Given information Start Marker

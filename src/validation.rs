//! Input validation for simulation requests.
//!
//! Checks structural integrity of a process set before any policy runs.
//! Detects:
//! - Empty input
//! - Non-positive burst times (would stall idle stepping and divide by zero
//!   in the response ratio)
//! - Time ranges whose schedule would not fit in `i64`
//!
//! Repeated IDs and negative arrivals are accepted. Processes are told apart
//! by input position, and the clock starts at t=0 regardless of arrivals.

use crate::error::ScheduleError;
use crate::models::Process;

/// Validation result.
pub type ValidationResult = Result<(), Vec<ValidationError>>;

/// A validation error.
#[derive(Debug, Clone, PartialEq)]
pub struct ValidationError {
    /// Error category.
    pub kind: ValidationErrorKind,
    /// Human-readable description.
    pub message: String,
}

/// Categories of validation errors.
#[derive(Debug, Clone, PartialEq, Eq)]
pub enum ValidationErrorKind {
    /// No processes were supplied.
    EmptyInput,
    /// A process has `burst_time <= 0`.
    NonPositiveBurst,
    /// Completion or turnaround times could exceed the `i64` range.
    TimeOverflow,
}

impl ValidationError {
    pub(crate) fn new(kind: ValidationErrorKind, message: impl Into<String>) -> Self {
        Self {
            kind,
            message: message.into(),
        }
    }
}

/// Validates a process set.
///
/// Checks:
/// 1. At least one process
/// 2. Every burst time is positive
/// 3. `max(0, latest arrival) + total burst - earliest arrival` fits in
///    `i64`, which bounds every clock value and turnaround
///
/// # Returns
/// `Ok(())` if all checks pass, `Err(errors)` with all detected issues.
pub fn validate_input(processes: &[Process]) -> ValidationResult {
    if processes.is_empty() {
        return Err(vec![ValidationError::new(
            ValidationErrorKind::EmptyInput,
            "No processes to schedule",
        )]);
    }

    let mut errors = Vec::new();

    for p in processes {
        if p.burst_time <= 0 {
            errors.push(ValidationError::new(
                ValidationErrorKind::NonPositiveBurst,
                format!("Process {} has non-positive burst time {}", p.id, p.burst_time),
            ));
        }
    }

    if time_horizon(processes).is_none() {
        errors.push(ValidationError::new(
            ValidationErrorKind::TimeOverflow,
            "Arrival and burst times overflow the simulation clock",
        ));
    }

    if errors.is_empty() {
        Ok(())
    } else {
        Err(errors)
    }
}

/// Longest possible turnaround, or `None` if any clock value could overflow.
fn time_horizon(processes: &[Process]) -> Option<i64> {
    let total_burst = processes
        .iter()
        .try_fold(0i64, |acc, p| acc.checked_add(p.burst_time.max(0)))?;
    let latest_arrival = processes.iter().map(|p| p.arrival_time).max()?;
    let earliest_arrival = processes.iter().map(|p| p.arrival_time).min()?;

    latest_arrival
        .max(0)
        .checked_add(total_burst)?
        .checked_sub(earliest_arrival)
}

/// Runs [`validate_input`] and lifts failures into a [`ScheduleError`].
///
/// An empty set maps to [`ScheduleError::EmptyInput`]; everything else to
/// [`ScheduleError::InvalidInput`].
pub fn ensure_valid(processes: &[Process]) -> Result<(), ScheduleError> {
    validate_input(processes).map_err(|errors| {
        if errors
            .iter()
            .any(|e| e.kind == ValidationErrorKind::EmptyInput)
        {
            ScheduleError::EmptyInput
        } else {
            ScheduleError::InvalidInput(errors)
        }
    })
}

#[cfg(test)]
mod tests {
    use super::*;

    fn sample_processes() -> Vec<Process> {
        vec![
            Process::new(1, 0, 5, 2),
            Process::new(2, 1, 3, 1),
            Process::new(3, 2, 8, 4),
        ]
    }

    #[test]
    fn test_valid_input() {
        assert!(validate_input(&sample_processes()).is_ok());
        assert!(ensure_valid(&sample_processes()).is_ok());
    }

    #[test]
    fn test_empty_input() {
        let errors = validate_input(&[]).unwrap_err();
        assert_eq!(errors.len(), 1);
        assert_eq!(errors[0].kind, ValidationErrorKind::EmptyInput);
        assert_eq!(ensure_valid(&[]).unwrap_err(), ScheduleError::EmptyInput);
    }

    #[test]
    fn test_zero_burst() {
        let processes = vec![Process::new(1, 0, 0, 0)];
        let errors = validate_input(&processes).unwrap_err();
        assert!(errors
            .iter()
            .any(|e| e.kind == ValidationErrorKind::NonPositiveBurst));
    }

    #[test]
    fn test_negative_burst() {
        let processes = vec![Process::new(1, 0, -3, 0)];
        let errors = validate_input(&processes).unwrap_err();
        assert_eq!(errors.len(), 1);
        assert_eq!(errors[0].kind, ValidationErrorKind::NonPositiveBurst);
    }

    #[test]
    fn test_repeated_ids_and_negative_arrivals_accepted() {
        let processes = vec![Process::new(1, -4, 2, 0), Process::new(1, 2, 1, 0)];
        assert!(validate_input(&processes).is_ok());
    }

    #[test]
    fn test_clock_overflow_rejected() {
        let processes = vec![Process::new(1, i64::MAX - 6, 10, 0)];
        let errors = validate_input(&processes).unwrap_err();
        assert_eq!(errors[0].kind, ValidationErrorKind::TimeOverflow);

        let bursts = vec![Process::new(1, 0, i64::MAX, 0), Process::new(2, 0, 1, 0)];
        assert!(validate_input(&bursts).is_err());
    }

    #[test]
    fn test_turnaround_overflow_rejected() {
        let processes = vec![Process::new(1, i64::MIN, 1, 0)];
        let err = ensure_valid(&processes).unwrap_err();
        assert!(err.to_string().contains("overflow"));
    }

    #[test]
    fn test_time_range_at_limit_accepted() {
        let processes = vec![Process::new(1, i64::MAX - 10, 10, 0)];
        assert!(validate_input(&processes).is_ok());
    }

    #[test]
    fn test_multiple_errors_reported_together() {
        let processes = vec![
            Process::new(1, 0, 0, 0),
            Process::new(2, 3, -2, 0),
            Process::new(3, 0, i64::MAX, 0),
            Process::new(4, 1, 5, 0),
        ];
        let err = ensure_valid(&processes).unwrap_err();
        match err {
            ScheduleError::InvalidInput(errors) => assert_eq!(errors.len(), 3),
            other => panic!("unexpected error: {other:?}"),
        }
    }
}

Given information End Marker

Your objective: Set down the entire listing once more, keeping every line exactly as it reads.

Worked solution:
filename src/validation.rs
//! Input validation for simulation requests.
//!
//! Checks structural integrity of a process set before any policy runs.
//! Detects:
//! - Empty input
//! - Non-positive burst times (would stall idle stepping and divide by zero
//!   in the response ratio)
//! - Time ranges whose schedule would not fit in `i64`
//!
//! Repeated IDs and negative arrivals are accepted. Processes are told apart
//! by input position, and the clock starts at t=0 regardless of arrivals.

use crate::error::ScheduleError;
use crate::models::Process;

/// Validation result.
pub type ValidationResult = Result<(), Vec<ValidationError>>;

/// A validation error.
#[derive(Debug, Clone, PartialEq)]
pub struct ValidationError {
    /// Error category.
    pub kind: ValidationErrorKind,
    /// Human-readable description.
    pub message: String,
}

/// Categories of validation errors.
#[derive(Debug, Clone, PartialEq, Eq)]
pub enum ValidationErrorKind {
    /// No processes were supplied.
    EmptyInput,
    /// A process has `burst_time <= 0`.
    NonPositiveBurst,
    /// Completion or turnaround times could exceed the `i64` range.
    TimeOverflow,
}

impl ValidationError {
    pub(crate) fn new(kind: ValidationErrorKind, message: impl Into<String>) -> Self {
        Self {
            kind,
            message: message.into(),
        }
    }
}

/// Validates a process set.
///
/// Checks:
/// 1. At least one process
/// 2. Every burst time is positive
/// 3. `max(0, latest arrival) + total burst - earliest arrival` fits in
///    `i64`, which bounds every clock value and turnaround
///
/// # Returns
/// `Ok(())` if all checks pass, `Err(errors)` with all detected issues.
pub fn validate_input(processes: &[Process]) -> ValidationResult {
    if processes.is_empty() {
        return Err(vec![ValidationError::new(
            ValidationErrorKind::EmptyInput,
            "No processes to schedule",
        )]);
    }

    let mut errors = Vec::new();

    for p in processes {
        if p.burst_time <= 0 {
            errors.push(ValidationError::new(
                ValidationErrorKind::NonPositiveBurst,
                format!("Process {} has non-positive burst time {}", p.id, p.burst_time),
            ));
        }
    }

    if time_horizon(processes).is_none() {
        errors.push(ValidationError::new(
            ValidationErrorKind::TimeOverflow,
            "Arrival and burst times overflow the simulation clock",
        ));
    }

    if errors.is_empty() {
        Ok(())
    } else {
        Err(errors)
    }
}

/// Longest possible turnaround, or `None` if any clock value could overflow.
fn time_horizon(processes: &[Process]) -> Option<i64> {
    let total_burst = processes
        .iter()
        .try_fold(0i64, |acc, p| acc.checked_add(p.burst_time.max(0)))?;
    let latest_arrival = processes.iter().map(|p| p.arrival_time).max()?;
    let earliest_arrival = processes.iter().map(|p| p.arrival_time).min()?;

    latest_arrival
        .max(0)
        .checked_add(total_burst)?
        .checked_sub(earliest_arrival)
}

/// Runs [`validate_input`] and lifts failures into a [`ScheduleError`].
///
/// An empty set maps to [`ScheduleError::EmptyInput`]; everything else to
/// [`ScheduleError::InvalidInput`].
pub fn ensure_valid(processes: &[Process]) -> Result<(), ScheduleError> {
    validate_input(processes).map_err(|errors| {
        if errors
            .iter()
            .any(|e| e.kind == ValidationErrorKind::EmptyInput)
        {
            ScheduleError::EmptyInput
        } else {
            ScheduleError::InvalidInput(errors)
        }
    })
}

#[cfg(test)]
mod tests {
    use super::*;

    fn sample_processes() -> Vec<Process> {
        vec![
            Process::new(1, 0, 5, 2),
            Process::new(2, 1, 3, 1),
            Process::new(3, 2, 8, 4),
        ]
    }

    #[test]
    fn test_valid_input() {
        assert!(validate_input(&sample_processes()).is_ok());
        assert!(ensure_valid(&sample_processes()).is_ok());
    }

    #[test]
    fn test_empty_input() {
        let errors = validate_input(&[]).unwrap_err();
        assert_eq!(errors.len(), 1);
        assert_eq!(errors[0].kind, ValidationErrorKind::EmptyInput);
        assert_eq!(ensure_valid(&[]).unwrap_err(), ScheduleError::EmptyInput);
    }

    #[test]
    fn test_zero_burst() {
        let processes = vec![Process::new(1, 0, 0, 0)];
        let errors = validate_input(&processes).unwrap_err();
        assert!(errors
            .iter()
            .any(|e| e.kind == ValidationErrorKind::NonPositiveBurst));
    }

    #[test]
    fn test_negative_burst() {
        let processes = vec![Process::new(1, 0, -3, 0)];
        let errors = validate_input(&processes).unwrap_err();
        assert_eq!(errors.len(), 1);
        assert_eq!(errors[0].kind, ValidationErrorKind::NonPositiveBurst);
    }

    #[test]
    fn test_repeated_ids_and_negative_arrivals_accepted() {
        let processes = vec![Process::new(1, -4, 2, 0), Process::new(1, 2, 1, 0)];
        assert!(validate_input(&processes).is_ok());
    }

    #[test]
    fn test_clock_overflow_rejected() {
        let processes = vec![Process::new(1, i64::MAX - 6, 10, 0)];
        let errors = validate_input(&processes).unwrap_err();
        assert_eq!(errors[0].kind, ValidationErrorKind::TimeOverflow);

        let bursts = vec![Process::new(1, 0, i64::MAX, 0), Process::new(2, 0, 1, 0)];
        assert!(validate_input(&bursts).is_err());
    }

    #[test]
    fn test_turnaround_overflow_rejected() {
        let processes = vec![Process::new(1, i64::MIN, 1, 0)];
        let err = ensure_valid(&processes).unwrap_err();
        assert!(err.to_string().contains("overflow"));
    }

    #[test]
    fn test_time_range_at_limit_accepted() {
        let processes = vec![Process::new(1, i64::MAX - 10, 10, 0)];
        assert!(validate_input(&processes).is_ok());
    }

    #[test]
    fn test_multiple_errors_reported_together() {
        let processes = vec![
            Process::new(1, 0, 0, 0),
            Process::new(2, 3, -2, 0),
            Process::new(3, 0, i64::MAX, 0),
            Process::new(4, 1, 5, 0),
        ];
        let err = ensure_valid(&processes).unwrap_err();
        match err {
            ScheduleError::InvalidInput(errors) => assert_eq!(errors.len(), 3),
            other => panic!("unexpected error: {other:?}"),
        }
    }
}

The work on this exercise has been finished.